Dazu kämen die eingesparten volkswirtschaftlichen Kosten der fossilen und atomaren Energieerzeugung, die heute in hohem Maße für Öko- und Gesundheitssysteme belasten.

Schutz vor dem Blackout

Mit der Corona-Pandemie in vollem Gange sei auch ein anderer Aspekt wieder in den Vordergrund gerückt, meint Hans-Josef Fell: „Wir merken jetzt, dass Krisen real werden können. Das gilt auch für einen flächendeckenden Blackout. Der beste Schutz dagegen ist eine lokale autarkiefähige Eigenstromerzeugung, die durch die Kombikraftwerksvergütung angereizt werden kann“.

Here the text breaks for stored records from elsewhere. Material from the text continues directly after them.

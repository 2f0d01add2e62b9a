//! Admin form submissions.
//!
//! Drafts are what the admin area sends before anything touches the store.
//! Validation turns them into full records or rejects them with an
//! `InvalidInput` error naming the offending field.

use std::collections::HashSet;

use chrono::{Datelike, NaiveDate, Utc};
use serde::{Deserialize, Serialize};

use crate::advertisement::Advertisement;
use crate::episode::{parse_date, Episode, TimelineEvent, MAX_EVENT_DESCRIPTION_CHARS};
use crate::error::TimelineError;

fn required(field: &str, value: &str) -> Result<(), TimelineError> {
    if value.trim().is_empty() {
        return Err(TimelineError::InvalidInput(format!("{field} is required")));
    }
    Ok(())
}

fn non_blank(value: Option<String>) -> Option<String> {
    value.filter(|v| !v.trim().is_empty())
}

/// A nested event as submitted from the admin form.
#[derive(Debug, Clone, Default, Serialize, Deserialize)]
pub struct TimelineEventDraft {
    /// Existing id when editing; assigned on save otherwise
    #[serde(default)]
    pub id: Option<String>,

    pub date: String,

    pub title: String,

    #[serde(default)]
    pub description: Option<String>,

    #[serde(default)]
    pub image_url: Option<String>,

    #[serde(default)]
    pub date_is_approximate: bool,
}

impl TimelineEventDraft {
    fn validate(&self, position: usize) -> Result<(), TimelineError> {
        let label = format!("timeline_events[{position}]");
        required(&format!("{label}.title"), &self.title)?;
        if parse_date(&self.date).is_none() {
            return Err(TimelineError::InvalidInput(format!(
                "{label}.date must be YYYY-MM-DD, got {:?}",
                self.date
            )));
        }
        if let Some(description) = &self.description {
            let len = description.chars().count();
            if len > MAX_EVENT_DESCRIPTION_CHARS {
                return Err(TimelineError::InvalidInput(format!(
                    "{label}.description must be at most {MAX_EVENT_DESCRIPTION_CHARS} characters, got {len}"
                )));
            }
        }
        Ok(())
    }

    fn into_event(self) -> TimelineEvent {
        let date = parse_date(&self.date)
            .map(|d| d.format("%Y-%m-%d").to_string())
            .unwrap_or(self.date);

        TimelineEvent {
            id: non_blank(self.id).unwrap_or_else(|| ulid::Ulid::new().to_string()),
            date,
            title: self.title.trim().to_string(),
            description: non_blank(self.description),
            image_url: non_blank(self.image_url),
            date_is_approximate: self.date_is_approximate,
        }
    }
}

/// An episode as submitted from the admin form.
#[derive(Debug, Clone, Default, Serialize, Deserialize)]
pub struct EpisodeDraft {
    pub title: String,

    #[serde(default)]
    pub description: Option<String>,

    #[serde(default)]
    pub listen_url: Option<String>,

    /// New cover; when editing, None keeps the current one
    #[serde(default)]
    pub cover_image_url: Option<String>,

    pub historical_date: String,

    /// Optional explicit year; must agree with `historical_date`
    #[serde(default)]
    pub year: Option<i32>,

    #[serde(default)]
    pub timeline_events: Vec<TimelineEventDraft>,

    #[serde(default)]
    pub date_is_approximate: bool,
}

impl EpisodeDraft {
    /// Check every field and return the parsed historical date.
    pub fn validate(&self) -> Result<NaiveDate, TimelineError> {
        required("title", &self.title)?;

        let date = parse_date(&self.historical_date).ok_or_else(|| {
            TimelineError::InvalidInput(format!(
                "historical_date must be YYYY-MM-DD, got {:?}",
                self.historical_date
            ))
        })?;

        if let Some(year) = self.year {
            if year != date.year() {
                return Err(TimelineError::InvalidInput(format!(
                    "year {year} does not match historical_date {}",
                    self.historical_date
                )));
            }
        }

        let mut seen = HashSet::new();
        for (position, event) in self.timeline_events.iter().enumerate() {
            event.validate(position)?;
            if let Some(id) = event.id.as_deref().filter(|id| !id.trim().is_empty()) {
                if !seen.insert(id) {
                    return Err(TimelineError::InvalidInput(format!(
                        "duplicate timeline event id {id:?}"
                    )));
                }
            }
        }

        Ok(date)
    }

    /// Validate and build a new episode with the given id.
    pub fn into_episode(self, id: impl Into<String>) -> Result<Episode, TimelineError> {
        let date = self.validate()?;

        let mut episode = Episode::new(id, self.title.trim(), date);
        episode.description = non_blank(self.description);
        episode.listen_url = non_blank(self.listen_url);
        episode.cover_image_url = non_blank(self.cover_image_url);
        episode.date_is_approximate = self.date_is_approximate;
        episode.timeline_events = self
            .timeline_events
            .into_iter()
            .map(TimelineEventDraft::into_event)
            .collect();

        Ok(episode)
    }

    /// Validate and apply this draft over an existing episode.
    ///
    /// Keeps the id, creation time and (when no new cover is given) the
    /// current cover image.
    pub fn apply_to(self, existing: &Episode) -> Result<Episode, TimelineError> {
        let keep_cover = existing.cover_image_url.clone();
        let mut updated = self.into_episode(existing.id.clone())?;

        if updated.cover_image_url.is_none() {
            updated.cover_image_url = keep_cover;
        }
        updated.created_at = existing.created_at;
        updated.updated_at = Utc::now();

        Ok(updated)
    }
}

/// An advertisement as submitted from the gallery admin form.
#[derive(Debug, Clone, Default, Serialize, Deserialize)]
pub struct AdvertisementDraft {
    pub description: String,

    pub system: String,

    pub submitted_by: String,

    /// Required on create; when editing, None keeps the current image
    #[serde(default)]
    pub image_url: Option<String>,
}

impl AdvertisementDraft {
    fn validate_fields(&self) -> Result<(), TimelineError> {
        required("submitted_by", &self.submitted_by)?;
        required("description", &self.description)?;
        required("system", &self.system)
    }

    /// Validate and build a new advertisement with the given id.
    pub fn into_advertisement(self, id: impl Into<String>) -> Result<Advertisement, TimelineError> {
        self.validate_fields()?;
        let image_url = non_blank(self.image_url)
            .ok_or_else(|| TimelineError::InvalidInput("image_url is required".to_string()))?;

        Ok(Advertisement::new(
            id,
            self.description.trim(),
            self.system.trim(),
            self.submitted_by.trim(),
            image_url,
        ))
    }

    /// Validate and apply this draft over an existing advertisement.
    pub fn apply_to(self, existing: &Advertisement) -> Result<Advertisement, TimelineError> {
        self.validate_fields()?;

        Ok(Advertisement {
            id: existing.id.clone(),
            description: self.description.trim().to_string(),
            system: self.system.trim().to_string(),
            submitted_by: self.submitted_by.trim().to_string(),
            image_url: non_blank(self.image_url).unwrap_or_else(|| existing.image_url.clone()),
            created_at: existing.created_at,
            updated_at: Utc::now(),
        })
    }
}

#[cfg(test)]
mod tests {
    use super::*;

    fn draft() -> EpisodeDraft {
        EpisodeDraft {
            title: "A Revolucao do Atari 2600".to_string(),
            historical_date: "1977-09-11".to_string(),
            ..Default::default()
        }
    }

    fn event_draft(date: &str, title: &str) -> TimelineEventDraft {
        TimelineEventDraft {
            date: date.to_string(),
            title: title.to_string(),
            ..Default::default()
        }
    }

    #[test]
    fn test_valid_draft_derives_year() {
        let episode = draft().into_episode("ep-1").unwrap();
        assert_eq!(episode.year, 1977);
        assert_eq!(episode.id, "ep-1");
    }

    #[test]
    fn test_blank_title_rejected() {
        let mut d = draft();
        d.title = "   ".to_string();
        let err = d.validate().unwrap_err();
        assert!(err.to_string().contains("title"));
    }

    #[test]
    fn test_bad_date_rejected() {
        let mut d = draft();
        d.historical_date = "11/09/1977".to_string();
        assert!(matches!(d.validate(), Err(TimelineError::InvalidInput(_))));
    }

    #[test]
    fn test_mismatched_year_rejected() {
        let mut d = draft();
        d.year = Some(1978);
        let err = d.validate().unwrap_err();
        assert!(err.to_string().contains("does not match"));
    }

    #[test]
    fn test_nested_description_limit() {
        let mut d = draft();
        let mut ev = event_draft("1977-01-01", "Arcade Boom");
        ev.description = Some("x".repeat(MAX_EVENT_DESCRIPTION_CHARS));
        d.timeline_events = vec![ev.clone()];
        assert!(d.validate().is_ok());

        ev.description = Some("x".repeat(MAX_EVENT_DESCRIPTION_CHARS + 1));
        d.timeline_events = vec![ev];
        let err = d.validate().unwrap_err();
        assert!(err.to_string().contains("timeline_events[0].description"));
    }

    #[test]
    fn test_nested_event_missing_date_rejected() {
        let mut d = draft();
        d.timeline_events = vec![event_draft("", "Nimatron")];
        let err = d.validate().unwrap_err();
        assert!(err.to_string().contains("timeline_events[0].date"));
    }

    #[test]
    fn test_duplicate_nested_ids_rejected() {
        let mut d = draft();
        let mut a = event_draft("1977-01-01", "A");
        a.id = Some("same".to_string());
        let mut b = event_draft("1978-01-01", "B");
        b.id = Some("same".to_string());
        d.timeline_events = vec![a, b];
        assert!(d.validate().is_err());
    }

    #[test]
    fn test_nested_ids_assigned_when_missing() {
        let mut d = draft();
        d.timeline_events = vec![
            event_draft("1977-01-01", "A"),
            event_draft("1978-01-01", "B"),
        ];
        let episode = d.into_episode("ep-1").unwrap();
        assert_eq!(episode.timeline_events.len(), 2);
        assert!(!episode.timeline_events[0].id.is_empty());
        assert_ne!(episode.timeline_events[0].id, episode.timeline_events[1].id);
    }

    #[test]
    fn test_apply_keeps_cover_and_created_at() {
        let existing = draft()
            .into_episode("ep-1")
            .unwrap()
            .with_cover_image("https://cdn.example.com/atari.jpg");

        let mut edit = draft();
        edit.title = "Atari 2600".to_string();
        let updated = edit.apply_to(&existing).unwrap();

        assert_eq!(updated.id, "ep-1");
        assert_eq!(updated.title, "Atari 2600");
        assert_eq!(
            updated.cover_image_url.as_deref(),
            Some("https://cdn.example.com/atari.jpg")
        );
        assert_eq!(updated.created_at, existing.created_at);
    }

    #[test]
    fn test_advertisement_requires_image_on_create() {
        let d = AdvertisementDraft {
            description: "Sapo Xule".to_string(),
            system: "Master System".to_string(),
            submitted_by: "Pablo".to_string(),
            image_url: None,
        };
        let err = d.into_advertisement("ad-1").unwrap_err();
        assert!(err.to_string().contains("image_url"));
    }

    #[test]
    fn test_advertisement_update_keeps_image() {
        let existing = Advertisement::new("ad-1", "Old", "NES", "Ana", "https://img/old.jpg");
        let d = AdvertisementDraft {
            description: "New".to_string(),
            system: "NES".to_string(),
            submitted_by: "Ana".to_string(),
            image_url: None,
        };
        let updated = d.apply_to(&existing).unwrap();
        assert_eq!(updated.image_url, "https://img/old.jpg");
        assert_eq!(updated.description, "New");
    }

    #[test]
    fn test_advertisement_missing_system_rejected() {
        let d = AdvertisementDraft {
            description: "Sapo Xule".to_string(),
            system: String::new(),
            submitted_by: "Pablo".to_string(),
            image_url: Some("https://img/a.jpg".to_string()),
        };
        let err = d.into_advertisement("ad-1").unwrap_err();
        assert!(err.to_string().contains("system"));
    }
}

Zu einem Zeitpunkt, an dem die Wirtschaft dringend einen Stimulus braucht, um sich von der Corona-Krise zu erholen, könne man gleich zwei Fliegen mit einer Klappe schlagen und auch die erneuerbaren Energien aus ihrer politischen Sackgasse katapultieren, hofft Fell. Eine Novelle des EEG, bei der bürokratische Hemmnisse beseitigt und die laufende Debatte um Ausbaudeckel und Abstandsregeln für Windräder beendet wird, sei trotzdem nötig. Der ehemalige grüne Abgeordnete möchte seinen Vorschlag bald an seine Kollegen im Bundestag übergeben und hofft, dass er dort auf Interesse stößt.